In short, from being victims of the floods, poor people could become masters by turning the excess water to their advantage.

International charity Oxfam is supporting the project in part because it offers poor people the possibility of adapting to climate change.

If, as predicted by many experts, the cycles of El Nino/La Nina are going to increase in intensity and frequency, then the project has the capacity to help poor families cope better with the extreme weather events and unpredictable rainfall that are to come.

"It should not matter when the rains come as the water can still be managed at whatever time of the year," says Mr Saavedra.

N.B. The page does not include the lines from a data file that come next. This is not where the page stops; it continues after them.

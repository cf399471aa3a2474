//! Chunked upload receipt, progress tracking and assembly.
//!
//! Clients declare an upload with [`UploadService::initialize_upload`], send
//! fixed-size chunks in any order and in parallel, and poll
//! [`UploadService::progress`]. The submission that completes the set hands
//! the target to the [`Assembler`], which concatenates the fragments into the
//! permanent object and reports the outcome through the notifier.

mod assembler;
mod catalog;
mod chunked;
mod context;
mod error;
mod hooks;
mod ledger;
mod progress;
mod receiver;
mod service;
mod types;
mod validation;

pub use assembler::{Assembler, AssemblyOutcome};
pub use catalog::{MemoryCatalog, TargetCatalog};
pub use chunked::{
    ChunkReader, SourceChunk, calculate_file_checksum, checksum_bytes, total_chunks_for,
};
pub use context::UploadContext;
pub use error::UploadError;
pub use hooks::{AccessPolicy, NoopPostProcessor, OwnerOnly, PostProcessor};
pub use ledger::{ChunkLedger, Claim, MemoryChunkLedger, UploadFuture};
pub use progress::{MemoryProgressStore, ProgressCallback, ProgressStore, ProgressTracker};
pub use receiver::ChunkReceiver;
pub use service::{ServiceConfig, UploadService, UploadServiceBuilder};
pub use types::{ChunkRecord, ChunkSubmission, InitUpload, UploadTarget, chunk_key, object_key};
pub use validation::{validate_chunk, validate_file_name};

/// Default chunk size: 5 MiB, the smallest part size S3 multipart accepts.
pub const DEFAULT_CHUNK_SIZE: u64 = 5 * 1024 * 1024;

Other potential advantages of the scheme include:

* The system uses natural fertilizers, and in particular an aquatic plant in the canals called tarope which both purifies the water and acts as a fertilizer when spread over the soil
* The canals can also provide fish stock, animal fodder and nutrients for the soil
* The camellones can act as a natural seed bank which can survive flooding
* The system can reduce the need to cut down the forested areas around the communities. This is because the soil on traditional plots of land is often exhausted after two to three years. This forces the farmers to clear more land for planting by cutting down the forest.

All this seems too good to be true.

Some of the women say the real test will come when there is a bad year of flooding or a severe drought. So far, 2009 has not been one of the worst.

There are other huge challenges ahead. One is to try to provide the families with an income from tomatoes or garden produce. Another is to overcome the scepticism from some local people about the time and physical effort invested in the camellones compared to other sources of local employment.

Mr Saavedra is convinced the camellones project can be expanded, even to other countries.

"This process could be repeated in various parts of the world with similar conditions to the Beni like parts of Bangladesh, India and China.

"It could help to reduce world hunger and combat climate change," he says.